**Data for review:**
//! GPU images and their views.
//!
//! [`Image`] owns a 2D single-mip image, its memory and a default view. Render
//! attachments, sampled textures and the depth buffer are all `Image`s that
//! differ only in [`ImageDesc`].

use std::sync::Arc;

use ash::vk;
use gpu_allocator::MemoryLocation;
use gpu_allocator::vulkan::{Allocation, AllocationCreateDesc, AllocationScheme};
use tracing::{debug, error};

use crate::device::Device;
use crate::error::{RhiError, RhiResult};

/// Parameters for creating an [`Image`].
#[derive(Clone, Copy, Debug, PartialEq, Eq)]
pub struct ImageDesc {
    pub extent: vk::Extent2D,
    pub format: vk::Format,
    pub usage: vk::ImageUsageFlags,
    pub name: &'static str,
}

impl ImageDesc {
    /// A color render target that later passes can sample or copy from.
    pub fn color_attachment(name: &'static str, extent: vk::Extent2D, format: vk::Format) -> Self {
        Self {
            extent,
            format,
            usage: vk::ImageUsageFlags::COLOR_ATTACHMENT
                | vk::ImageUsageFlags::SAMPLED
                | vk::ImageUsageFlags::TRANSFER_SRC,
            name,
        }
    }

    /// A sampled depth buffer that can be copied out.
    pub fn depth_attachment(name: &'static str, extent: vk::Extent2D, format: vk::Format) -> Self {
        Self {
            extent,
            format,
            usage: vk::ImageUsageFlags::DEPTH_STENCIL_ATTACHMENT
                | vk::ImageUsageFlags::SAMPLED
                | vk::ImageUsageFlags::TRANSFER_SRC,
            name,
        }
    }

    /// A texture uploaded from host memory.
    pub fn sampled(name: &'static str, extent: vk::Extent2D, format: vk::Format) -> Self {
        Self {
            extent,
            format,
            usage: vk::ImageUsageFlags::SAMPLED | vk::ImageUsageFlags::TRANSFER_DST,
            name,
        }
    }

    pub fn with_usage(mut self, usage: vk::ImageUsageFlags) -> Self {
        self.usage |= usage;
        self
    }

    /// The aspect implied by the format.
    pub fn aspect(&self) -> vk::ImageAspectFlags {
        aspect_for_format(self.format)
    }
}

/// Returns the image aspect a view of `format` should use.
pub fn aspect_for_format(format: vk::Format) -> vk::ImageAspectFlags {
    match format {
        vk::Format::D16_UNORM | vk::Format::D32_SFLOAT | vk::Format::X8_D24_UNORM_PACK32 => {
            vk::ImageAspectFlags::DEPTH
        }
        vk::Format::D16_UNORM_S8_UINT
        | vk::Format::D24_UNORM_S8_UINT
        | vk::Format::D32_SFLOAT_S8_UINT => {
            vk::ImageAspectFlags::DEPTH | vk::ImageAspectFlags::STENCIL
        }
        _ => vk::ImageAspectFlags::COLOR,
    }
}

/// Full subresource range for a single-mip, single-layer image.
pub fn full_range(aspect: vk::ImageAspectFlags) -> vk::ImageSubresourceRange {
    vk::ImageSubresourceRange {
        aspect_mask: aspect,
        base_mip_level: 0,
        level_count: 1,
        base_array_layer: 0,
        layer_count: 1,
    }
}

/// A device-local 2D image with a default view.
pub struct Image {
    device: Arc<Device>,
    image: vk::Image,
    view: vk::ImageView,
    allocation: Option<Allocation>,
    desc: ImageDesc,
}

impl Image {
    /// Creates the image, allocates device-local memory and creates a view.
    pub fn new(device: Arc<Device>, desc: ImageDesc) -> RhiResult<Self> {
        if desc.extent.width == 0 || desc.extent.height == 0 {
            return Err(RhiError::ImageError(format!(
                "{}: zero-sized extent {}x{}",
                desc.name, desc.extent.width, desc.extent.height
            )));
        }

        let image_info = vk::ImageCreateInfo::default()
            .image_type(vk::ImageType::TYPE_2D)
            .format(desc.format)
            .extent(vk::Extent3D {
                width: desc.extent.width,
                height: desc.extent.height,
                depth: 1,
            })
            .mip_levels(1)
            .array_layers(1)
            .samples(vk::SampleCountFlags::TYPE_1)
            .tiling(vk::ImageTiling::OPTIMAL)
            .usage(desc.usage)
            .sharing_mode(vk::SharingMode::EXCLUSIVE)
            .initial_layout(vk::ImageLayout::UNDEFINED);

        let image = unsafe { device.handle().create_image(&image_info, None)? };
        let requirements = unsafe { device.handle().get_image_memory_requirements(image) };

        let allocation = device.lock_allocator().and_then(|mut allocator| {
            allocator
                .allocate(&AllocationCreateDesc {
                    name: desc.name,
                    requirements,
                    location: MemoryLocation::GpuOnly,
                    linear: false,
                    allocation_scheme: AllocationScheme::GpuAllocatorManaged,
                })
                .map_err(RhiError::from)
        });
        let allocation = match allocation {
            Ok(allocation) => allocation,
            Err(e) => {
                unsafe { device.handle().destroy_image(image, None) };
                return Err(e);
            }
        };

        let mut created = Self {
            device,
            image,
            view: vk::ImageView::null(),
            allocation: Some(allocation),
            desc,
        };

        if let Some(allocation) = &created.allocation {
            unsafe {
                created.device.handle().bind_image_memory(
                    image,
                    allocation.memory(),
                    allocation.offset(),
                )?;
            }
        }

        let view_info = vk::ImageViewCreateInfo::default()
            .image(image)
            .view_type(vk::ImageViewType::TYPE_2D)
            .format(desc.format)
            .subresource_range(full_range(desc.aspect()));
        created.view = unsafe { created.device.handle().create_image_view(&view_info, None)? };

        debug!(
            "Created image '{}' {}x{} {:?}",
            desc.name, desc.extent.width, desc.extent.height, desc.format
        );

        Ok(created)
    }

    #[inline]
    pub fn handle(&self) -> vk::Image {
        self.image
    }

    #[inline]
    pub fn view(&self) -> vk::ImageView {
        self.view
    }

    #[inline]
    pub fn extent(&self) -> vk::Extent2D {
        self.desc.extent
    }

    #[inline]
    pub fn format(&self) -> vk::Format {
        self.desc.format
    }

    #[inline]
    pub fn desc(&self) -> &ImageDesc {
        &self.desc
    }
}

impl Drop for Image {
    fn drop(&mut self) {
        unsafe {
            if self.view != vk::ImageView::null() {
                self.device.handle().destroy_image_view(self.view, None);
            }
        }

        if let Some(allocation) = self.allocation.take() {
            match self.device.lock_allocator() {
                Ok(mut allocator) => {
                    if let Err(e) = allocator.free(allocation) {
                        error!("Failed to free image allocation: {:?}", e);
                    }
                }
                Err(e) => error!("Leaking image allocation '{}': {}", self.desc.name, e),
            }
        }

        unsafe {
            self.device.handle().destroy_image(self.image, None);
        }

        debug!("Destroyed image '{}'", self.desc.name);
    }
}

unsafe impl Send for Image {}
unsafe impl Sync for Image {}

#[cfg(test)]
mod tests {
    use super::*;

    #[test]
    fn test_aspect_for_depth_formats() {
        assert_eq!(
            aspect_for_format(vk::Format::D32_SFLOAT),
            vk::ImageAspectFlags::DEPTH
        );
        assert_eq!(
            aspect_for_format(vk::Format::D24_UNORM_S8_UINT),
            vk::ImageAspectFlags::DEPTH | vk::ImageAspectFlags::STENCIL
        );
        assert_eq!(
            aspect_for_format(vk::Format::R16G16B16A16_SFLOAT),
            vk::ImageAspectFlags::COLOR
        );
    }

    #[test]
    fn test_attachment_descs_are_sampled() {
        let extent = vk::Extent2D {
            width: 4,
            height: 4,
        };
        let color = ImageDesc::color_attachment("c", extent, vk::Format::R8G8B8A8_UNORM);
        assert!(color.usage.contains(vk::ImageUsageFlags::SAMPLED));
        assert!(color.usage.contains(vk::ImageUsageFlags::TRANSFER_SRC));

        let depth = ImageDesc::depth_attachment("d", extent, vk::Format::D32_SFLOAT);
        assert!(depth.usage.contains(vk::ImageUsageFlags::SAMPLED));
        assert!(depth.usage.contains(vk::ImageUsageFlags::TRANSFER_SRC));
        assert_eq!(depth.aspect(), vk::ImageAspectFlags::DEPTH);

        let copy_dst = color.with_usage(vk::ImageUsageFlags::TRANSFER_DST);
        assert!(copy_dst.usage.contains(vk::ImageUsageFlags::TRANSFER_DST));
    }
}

...

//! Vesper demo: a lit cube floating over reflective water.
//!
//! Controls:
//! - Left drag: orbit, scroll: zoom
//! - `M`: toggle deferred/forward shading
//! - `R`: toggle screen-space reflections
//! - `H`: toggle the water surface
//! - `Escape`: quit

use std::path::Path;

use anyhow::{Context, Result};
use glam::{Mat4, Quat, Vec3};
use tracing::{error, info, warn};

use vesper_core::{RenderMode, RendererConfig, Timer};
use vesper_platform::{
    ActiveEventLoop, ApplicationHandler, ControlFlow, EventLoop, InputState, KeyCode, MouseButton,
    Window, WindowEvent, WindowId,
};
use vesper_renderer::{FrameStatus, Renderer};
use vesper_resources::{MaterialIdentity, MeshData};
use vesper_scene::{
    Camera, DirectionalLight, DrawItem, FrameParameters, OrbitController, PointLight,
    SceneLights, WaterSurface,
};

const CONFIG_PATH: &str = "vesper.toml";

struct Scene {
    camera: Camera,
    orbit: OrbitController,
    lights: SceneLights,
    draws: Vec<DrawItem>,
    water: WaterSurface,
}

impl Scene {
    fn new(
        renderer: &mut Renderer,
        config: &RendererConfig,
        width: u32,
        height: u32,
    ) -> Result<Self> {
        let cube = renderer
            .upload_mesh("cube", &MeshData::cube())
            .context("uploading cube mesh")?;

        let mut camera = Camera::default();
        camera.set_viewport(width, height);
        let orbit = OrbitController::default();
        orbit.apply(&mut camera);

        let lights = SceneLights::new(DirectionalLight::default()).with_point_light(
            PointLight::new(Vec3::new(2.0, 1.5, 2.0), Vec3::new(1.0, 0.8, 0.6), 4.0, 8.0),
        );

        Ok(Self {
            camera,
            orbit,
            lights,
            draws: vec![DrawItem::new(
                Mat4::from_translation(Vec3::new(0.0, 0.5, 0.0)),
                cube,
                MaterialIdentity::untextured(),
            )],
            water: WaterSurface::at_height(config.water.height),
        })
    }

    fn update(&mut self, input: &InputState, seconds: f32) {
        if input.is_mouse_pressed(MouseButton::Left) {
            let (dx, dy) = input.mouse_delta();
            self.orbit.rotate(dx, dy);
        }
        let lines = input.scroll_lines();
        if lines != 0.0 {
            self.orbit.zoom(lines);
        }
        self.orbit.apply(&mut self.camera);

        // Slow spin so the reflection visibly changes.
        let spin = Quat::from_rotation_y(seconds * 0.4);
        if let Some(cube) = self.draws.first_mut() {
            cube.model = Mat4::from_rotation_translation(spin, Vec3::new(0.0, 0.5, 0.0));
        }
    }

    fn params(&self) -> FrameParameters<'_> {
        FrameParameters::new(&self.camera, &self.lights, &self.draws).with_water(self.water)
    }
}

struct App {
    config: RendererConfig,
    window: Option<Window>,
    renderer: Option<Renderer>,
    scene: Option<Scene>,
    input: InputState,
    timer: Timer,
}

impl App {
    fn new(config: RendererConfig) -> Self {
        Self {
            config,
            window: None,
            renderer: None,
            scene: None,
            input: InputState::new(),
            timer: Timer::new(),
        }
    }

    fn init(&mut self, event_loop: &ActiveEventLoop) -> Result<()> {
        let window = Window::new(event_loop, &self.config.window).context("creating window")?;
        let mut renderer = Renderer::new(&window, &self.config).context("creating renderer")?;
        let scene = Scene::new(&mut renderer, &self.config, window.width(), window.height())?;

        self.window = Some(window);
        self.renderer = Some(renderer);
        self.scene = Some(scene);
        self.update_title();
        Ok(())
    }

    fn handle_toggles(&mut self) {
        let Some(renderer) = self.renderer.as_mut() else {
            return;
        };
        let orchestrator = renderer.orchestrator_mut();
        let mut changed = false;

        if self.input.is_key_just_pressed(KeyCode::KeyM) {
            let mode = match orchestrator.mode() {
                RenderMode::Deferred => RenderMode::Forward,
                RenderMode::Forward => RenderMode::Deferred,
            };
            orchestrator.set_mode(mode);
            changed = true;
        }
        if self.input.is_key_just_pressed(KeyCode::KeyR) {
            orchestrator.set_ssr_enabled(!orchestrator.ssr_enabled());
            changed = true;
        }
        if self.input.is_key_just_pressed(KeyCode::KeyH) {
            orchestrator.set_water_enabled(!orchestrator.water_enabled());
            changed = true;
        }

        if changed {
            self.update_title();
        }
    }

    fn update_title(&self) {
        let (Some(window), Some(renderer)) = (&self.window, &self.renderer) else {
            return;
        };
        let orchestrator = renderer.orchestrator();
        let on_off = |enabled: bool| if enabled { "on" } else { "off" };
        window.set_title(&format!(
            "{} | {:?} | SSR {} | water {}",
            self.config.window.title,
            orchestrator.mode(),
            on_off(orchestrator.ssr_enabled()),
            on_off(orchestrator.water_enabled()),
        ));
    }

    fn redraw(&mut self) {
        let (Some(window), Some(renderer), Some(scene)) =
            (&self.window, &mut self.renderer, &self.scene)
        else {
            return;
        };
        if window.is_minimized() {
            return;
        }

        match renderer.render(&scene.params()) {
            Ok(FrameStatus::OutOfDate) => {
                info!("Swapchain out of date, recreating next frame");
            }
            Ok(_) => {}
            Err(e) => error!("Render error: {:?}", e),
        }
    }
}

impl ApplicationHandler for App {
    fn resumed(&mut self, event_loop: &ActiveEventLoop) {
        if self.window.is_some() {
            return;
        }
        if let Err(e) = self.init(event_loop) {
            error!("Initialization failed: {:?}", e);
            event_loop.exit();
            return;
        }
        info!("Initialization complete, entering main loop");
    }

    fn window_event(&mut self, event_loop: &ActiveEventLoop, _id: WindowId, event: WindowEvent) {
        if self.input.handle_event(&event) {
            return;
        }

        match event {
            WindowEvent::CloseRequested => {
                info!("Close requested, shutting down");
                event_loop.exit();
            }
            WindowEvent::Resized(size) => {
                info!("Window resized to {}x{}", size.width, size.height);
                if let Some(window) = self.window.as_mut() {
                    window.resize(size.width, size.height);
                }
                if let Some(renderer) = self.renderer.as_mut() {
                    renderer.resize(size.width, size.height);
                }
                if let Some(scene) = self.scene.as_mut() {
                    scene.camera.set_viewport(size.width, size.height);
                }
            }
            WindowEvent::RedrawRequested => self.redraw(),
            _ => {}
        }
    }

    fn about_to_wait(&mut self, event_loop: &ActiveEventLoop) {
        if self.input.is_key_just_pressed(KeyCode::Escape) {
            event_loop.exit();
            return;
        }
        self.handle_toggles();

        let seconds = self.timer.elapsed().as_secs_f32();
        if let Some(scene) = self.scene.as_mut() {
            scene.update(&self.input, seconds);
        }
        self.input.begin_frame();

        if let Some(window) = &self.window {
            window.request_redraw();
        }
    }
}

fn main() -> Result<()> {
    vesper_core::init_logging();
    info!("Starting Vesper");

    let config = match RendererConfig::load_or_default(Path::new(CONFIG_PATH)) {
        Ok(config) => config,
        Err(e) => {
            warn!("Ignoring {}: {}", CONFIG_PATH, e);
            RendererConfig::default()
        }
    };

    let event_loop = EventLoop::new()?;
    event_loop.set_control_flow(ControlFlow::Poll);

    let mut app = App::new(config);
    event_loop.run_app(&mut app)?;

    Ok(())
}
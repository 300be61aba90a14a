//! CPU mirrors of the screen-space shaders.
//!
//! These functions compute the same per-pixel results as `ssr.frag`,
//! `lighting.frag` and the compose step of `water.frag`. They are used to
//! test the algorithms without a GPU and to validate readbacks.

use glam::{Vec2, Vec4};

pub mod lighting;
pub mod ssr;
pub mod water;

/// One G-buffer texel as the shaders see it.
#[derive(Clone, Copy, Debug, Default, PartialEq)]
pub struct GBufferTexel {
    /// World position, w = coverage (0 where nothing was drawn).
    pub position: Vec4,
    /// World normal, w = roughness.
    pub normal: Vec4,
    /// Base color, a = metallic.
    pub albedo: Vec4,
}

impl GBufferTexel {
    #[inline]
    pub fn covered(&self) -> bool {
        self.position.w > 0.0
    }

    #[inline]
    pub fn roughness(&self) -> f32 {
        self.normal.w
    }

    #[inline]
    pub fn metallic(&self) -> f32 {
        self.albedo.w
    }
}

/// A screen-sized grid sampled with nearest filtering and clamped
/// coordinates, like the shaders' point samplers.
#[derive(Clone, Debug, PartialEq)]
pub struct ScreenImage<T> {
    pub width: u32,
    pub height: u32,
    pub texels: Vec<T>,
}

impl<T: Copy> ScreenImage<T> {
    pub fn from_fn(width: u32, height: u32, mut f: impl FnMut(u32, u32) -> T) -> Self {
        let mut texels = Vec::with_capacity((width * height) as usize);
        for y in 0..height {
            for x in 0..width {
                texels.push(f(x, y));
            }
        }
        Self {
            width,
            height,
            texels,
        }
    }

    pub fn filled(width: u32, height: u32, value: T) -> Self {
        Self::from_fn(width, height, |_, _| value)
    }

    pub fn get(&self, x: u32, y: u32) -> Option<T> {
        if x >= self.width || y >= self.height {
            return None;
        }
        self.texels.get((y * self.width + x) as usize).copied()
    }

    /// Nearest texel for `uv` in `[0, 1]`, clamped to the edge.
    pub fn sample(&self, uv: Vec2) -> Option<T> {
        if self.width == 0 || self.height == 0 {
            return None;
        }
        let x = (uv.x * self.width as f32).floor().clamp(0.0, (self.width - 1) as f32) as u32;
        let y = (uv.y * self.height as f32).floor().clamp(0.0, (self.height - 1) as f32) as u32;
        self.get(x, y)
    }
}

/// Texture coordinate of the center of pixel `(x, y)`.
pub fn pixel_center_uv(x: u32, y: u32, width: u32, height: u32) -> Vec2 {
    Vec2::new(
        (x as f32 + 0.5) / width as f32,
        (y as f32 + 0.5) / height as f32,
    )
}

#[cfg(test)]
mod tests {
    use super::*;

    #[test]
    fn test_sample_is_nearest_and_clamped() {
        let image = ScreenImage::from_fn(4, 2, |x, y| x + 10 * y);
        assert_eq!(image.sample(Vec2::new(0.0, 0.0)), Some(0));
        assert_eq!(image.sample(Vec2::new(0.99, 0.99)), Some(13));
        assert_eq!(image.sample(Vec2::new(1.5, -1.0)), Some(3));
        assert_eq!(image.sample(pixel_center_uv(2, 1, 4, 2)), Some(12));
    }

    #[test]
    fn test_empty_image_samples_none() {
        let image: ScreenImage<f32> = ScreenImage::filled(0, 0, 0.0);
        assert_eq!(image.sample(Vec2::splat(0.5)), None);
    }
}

==

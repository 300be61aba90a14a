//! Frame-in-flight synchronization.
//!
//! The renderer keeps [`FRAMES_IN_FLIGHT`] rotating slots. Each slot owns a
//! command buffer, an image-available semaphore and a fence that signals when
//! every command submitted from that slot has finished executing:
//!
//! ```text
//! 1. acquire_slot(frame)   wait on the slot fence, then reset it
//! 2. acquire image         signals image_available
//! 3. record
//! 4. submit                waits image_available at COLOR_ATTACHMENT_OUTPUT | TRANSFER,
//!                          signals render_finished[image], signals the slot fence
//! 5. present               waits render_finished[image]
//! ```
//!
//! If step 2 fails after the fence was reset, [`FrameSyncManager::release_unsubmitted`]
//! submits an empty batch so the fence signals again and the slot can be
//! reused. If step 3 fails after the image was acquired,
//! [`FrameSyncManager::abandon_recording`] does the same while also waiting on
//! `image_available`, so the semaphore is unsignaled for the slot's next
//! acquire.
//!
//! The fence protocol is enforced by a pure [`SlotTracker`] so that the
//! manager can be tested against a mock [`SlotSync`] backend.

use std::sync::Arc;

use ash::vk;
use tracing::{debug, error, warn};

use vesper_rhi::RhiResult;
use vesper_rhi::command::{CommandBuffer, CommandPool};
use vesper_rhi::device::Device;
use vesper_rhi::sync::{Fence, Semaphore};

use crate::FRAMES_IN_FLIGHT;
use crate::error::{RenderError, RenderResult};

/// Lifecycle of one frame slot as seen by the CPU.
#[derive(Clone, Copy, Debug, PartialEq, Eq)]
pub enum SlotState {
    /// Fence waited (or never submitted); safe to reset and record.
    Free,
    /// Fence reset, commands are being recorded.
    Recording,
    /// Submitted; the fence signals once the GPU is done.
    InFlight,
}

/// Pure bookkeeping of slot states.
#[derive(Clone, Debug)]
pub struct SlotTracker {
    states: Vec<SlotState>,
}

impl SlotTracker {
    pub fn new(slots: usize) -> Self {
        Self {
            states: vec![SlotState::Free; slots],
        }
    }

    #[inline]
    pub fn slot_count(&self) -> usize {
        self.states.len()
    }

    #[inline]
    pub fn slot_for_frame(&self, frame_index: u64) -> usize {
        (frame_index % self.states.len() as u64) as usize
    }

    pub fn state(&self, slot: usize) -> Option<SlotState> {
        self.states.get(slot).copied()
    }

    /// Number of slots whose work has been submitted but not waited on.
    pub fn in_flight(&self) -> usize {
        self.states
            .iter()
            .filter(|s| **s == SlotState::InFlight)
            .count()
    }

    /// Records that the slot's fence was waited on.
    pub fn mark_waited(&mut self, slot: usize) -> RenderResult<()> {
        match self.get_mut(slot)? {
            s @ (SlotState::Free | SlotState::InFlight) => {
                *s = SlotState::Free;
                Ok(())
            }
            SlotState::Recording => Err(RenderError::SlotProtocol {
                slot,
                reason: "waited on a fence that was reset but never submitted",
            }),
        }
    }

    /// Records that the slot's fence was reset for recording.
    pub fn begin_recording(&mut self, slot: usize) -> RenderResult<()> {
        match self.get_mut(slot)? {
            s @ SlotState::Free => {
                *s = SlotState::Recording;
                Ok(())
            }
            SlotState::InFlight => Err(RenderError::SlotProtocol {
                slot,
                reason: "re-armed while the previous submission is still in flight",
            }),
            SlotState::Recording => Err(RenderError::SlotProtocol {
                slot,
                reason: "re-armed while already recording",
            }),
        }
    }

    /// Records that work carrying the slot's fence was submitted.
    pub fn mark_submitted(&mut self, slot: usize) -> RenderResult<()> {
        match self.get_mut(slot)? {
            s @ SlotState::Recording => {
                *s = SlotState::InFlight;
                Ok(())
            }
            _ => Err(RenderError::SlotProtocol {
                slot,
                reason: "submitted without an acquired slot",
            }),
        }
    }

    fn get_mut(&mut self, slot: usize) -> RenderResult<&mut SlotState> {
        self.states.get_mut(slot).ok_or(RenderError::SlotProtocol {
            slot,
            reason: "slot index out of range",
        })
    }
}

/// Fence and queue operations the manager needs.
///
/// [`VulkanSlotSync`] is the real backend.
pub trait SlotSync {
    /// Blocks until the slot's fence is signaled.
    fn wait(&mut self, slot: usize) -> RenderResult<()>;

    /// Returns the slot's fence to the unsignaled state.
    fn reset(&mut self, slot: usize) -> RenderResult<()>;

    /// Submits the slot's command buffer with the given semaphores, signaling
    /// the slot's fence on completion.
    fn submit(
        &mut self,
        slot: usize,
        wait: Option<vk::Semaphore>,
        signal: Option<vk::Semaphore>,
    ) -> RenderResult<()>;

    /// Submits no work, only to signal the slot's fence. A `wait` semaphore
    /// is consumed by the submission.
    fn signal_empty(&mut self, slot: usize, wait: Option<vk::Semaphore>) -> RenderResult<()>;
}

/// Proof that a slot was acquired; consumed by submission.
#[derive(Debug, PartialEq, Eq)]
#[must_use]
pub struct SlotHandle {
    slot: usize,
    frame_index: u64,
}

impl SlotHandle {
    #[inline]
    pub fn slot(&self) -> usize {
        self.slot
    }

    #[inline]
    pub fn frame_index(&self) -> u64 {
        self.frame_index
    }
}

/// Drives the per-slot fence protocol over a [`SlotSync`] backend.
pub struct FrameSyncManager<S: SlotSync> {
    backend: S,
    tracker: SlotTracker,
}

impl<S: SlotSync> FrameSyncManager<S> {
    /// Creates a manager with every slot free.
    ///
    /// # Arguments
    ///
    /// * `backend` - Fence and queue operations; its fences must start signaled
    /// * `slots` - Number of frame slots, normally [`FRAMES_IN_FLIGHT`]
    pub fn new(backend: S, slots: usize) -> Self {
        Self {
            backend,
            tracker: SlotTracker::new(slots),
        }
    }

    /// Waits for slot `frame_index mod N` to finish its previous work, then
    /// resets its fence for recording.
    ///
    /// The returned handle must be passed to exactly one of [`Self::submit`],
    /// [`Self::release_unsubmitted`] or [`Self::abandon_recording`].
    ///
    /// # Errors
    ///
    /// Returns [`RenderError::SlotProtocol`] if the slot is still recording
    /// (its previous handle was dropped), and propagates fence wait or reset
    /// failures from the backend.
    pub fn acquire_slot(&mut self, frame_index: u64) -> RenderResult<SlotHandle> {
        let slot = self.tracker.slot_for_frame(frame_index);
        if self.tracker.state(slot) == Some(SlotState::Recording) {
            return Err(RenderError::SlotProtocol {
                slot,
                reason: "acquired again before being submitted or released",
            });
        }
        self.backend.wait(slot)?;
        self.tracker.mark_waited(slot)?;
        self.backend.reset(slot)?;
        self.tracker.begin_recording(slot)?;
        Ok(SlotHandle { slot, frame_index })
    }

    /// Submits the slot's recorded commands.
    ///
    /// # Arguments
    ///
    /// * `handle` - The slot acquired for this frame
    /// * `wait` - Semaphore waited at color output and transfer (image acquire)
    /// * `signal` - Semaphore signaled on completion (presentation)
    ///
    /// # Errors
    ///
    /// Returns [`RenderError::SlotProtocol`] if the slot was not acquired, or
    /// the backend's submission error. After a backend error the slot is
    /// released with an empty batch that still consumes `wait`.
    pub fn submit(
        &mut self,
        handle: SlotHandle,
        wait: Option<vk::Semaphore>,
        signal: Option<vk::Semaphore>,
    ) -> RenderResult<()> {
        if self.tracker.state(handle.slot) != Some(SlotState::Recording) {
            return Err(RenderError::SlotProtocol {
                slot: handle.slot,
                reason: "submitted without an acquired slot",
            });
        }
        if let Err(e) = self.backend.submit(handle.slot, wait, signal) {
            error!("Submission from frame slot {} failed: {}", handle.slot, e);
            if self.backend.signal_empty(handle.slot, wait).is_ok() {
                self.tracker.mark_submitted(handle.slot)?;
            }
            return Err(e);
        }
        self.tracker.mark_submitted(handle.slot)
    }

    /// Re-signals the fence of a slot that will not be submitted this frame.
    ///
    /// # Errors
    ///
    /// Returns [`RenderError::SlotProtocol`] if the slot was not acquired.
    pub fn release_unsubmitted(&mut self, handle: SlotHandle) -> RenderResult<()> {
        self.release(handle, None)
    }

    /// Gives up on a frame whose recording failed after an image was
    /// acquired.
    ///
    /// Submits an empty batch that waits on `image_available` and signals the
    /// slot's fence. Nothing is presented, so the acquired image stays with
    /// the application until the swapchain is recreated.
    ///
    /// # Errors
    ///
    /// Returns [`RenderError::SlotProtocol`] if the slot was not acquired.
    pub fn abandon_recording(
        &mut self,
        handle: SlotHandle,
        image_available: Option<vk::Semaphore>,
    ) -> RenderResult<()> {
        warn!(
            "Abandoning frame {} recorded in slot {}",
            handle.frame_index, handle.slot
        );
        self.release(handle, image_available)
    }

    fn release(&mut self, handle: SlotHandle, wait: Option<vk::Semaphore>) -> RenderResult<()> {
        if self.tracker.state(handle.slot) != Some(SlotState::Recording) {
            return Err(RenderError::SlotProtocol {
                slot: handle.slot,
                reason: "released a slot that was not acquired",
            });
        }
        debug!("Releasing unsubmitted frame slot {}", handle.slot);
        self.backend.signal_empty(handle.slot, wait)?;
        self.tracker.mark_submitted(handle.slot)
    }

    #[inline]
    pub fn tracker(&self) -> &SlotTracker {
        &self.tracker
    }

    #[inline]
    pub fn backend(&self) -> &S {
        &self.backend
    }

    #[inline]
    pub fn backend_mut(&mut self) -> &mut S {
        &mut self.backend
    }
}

**What is expected:** Search the listing above for the lines with "and their views." and "pub struct ImageDesc", then output those lines and all lines between them exactly.

**Task answer:**
//! GPU images and their views.
//!
//! [`Image`] owns a 2D single-mip image, its memory and a default view. Render
//! attachments, sampled textures and the depth buffer are all `Image`s that
//! differ only in [`ImageDesc`].

use std::sync::Arc;

use ash::vk;
use gpu_allocator::MemoryLocation;
use gpu_allocator::vulkan::{Allocation, AllocationCreateDesc, AllocationScheme};
use tracing::{debug, error};

use crate::device::Device;
use crate::error::{RhiError, RhiResult};

/// Parameters for creating an [`Image`].
#[derive(Clone, Copy, Debug, PartialEq, Eq)]
pub struct ImageDesc {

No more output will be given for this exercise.